**Exercise objective:** Pick out every line of the entries below where "network" occurs, and copy those lines.

*** Data extract Section Begins ***

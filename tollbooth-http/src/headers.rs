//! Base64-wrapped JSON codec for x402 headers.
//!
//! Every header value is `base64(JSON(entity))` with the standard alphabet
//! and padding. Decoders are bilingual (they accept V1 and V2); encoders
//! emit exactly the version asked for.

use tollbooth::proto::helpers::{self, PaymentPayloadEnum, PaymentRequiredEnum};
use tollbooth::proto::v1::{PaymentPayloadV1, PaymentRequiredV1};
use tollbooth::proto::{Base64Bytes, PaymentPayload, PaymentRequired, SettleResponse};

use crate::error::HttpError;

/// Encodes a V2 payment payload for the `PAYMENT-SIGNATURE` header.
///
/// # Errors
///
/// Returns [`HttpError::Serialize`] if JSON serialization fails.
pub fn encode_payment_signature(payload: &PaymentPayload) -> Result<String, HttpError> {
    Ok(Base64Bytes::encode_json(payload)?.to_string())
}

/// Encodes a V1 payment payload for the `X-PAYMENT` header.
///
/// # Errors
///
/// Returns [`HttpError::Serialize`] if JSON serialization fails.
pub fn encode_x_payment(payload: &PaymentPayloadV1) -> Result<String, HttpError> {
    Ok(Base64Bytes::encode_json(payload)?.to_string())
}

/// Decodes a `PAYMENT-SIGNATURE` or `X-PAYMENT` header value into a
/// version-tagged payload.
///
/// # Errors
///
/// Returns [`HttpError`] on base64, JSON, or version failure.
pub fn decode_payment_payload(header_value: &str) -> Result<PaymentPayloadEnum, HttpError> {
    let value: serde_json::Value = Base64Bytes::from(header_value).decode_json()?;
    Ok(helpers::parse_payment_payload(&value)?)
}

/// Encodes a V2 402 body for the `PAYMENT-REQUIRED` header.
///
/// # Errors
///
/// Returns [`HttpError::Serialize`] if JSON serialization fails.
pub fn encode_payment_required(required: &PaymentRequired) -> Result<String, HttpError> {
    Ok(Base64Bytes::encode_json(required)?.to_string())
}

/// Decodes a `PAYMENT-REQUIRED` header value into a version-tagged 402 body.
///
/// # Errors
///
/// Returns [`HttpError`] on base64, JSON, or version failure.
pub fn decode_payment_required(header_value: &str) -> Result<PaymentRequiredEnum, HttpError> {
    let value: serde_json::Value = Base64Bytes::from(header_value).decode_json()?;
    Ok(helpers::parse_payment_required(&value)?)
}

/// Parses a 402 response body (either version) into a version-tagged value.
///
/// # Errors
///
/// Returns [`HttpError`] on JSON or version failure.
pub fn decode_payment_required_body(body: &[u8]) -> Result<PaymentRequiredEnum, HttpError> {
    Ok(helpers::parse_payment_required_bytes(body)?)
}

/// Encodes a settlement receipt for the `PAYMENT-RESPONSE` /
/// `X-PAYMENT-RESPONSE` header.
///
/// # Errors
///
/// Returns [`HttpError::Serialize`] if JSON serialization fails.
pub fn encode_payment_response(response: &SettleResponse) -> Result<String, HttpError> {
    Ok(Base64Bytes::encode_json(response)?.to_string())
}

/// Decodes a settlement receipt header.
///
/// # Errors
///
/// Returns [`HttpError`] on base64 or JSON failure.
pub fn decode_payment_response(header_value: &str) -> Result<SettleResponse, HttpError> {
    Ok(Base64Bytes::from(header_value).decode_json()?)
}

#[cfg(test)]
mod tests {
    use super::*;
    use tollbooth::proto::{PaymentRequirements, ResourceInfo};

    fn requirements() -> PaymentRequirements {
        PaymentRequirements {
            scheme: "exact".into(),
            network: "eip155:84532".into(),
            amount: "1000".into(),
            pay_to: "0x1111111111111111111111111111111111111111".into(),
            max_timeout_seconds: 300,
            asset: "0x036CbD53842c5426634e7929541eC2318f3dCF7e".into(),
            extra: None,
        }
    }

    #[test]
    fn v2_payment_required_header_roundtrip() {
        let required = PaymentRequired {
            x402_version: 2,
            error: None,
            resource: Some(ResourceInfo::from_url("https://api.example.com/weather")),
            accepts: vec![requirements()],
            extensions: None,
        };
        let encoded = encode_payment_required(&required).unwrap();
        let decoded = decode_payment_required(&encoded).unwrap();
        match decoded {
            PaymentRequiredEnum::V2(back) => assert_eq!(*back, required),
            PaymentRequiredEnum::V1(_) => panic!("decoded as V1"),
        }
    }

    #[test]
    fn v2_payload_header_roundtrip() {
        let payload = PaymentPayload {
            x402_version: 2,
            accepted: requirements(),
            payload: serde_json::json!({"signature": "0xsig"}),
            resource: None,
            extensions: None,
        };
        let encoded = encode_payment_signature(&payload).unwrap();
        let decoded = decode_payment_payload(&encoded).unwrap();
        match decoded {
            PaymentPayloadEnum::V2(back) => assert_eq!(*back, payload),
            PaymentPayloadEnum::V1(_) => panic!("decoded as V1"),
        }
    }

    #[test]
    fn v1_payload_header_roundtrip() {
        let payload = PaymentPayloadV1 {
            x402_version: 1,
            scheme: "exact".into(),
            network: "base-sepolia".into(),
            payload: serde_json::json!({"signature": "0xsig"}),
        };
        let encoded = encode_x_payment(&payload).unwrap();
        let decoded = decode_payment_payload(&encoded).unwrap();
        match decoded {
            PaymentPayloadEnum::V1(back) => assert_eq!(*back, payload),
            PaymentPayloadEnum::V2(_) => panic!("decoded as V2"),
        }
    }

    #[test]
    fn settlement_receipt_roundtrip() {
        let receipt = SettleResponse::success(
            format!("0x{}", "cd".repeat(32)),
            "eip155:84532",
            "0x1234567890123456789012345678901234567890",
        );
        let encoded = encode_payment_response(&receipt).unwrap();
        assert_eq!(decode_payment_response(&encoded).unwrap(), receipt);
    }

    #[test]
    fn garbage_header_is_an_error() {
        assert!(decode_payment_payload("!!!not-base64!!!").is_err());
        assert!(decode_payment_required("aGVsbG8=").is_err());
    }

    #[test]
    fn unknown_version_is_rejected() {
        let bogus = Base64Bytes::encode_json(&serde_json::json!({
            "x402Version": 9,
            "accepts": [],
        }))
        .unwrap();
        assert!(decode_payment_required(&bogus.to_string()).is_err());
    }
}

*** Data extract Section Ends ***

**Answer:**
            network: "eip155:84532".into(),
            network: "base-sepolia".into(),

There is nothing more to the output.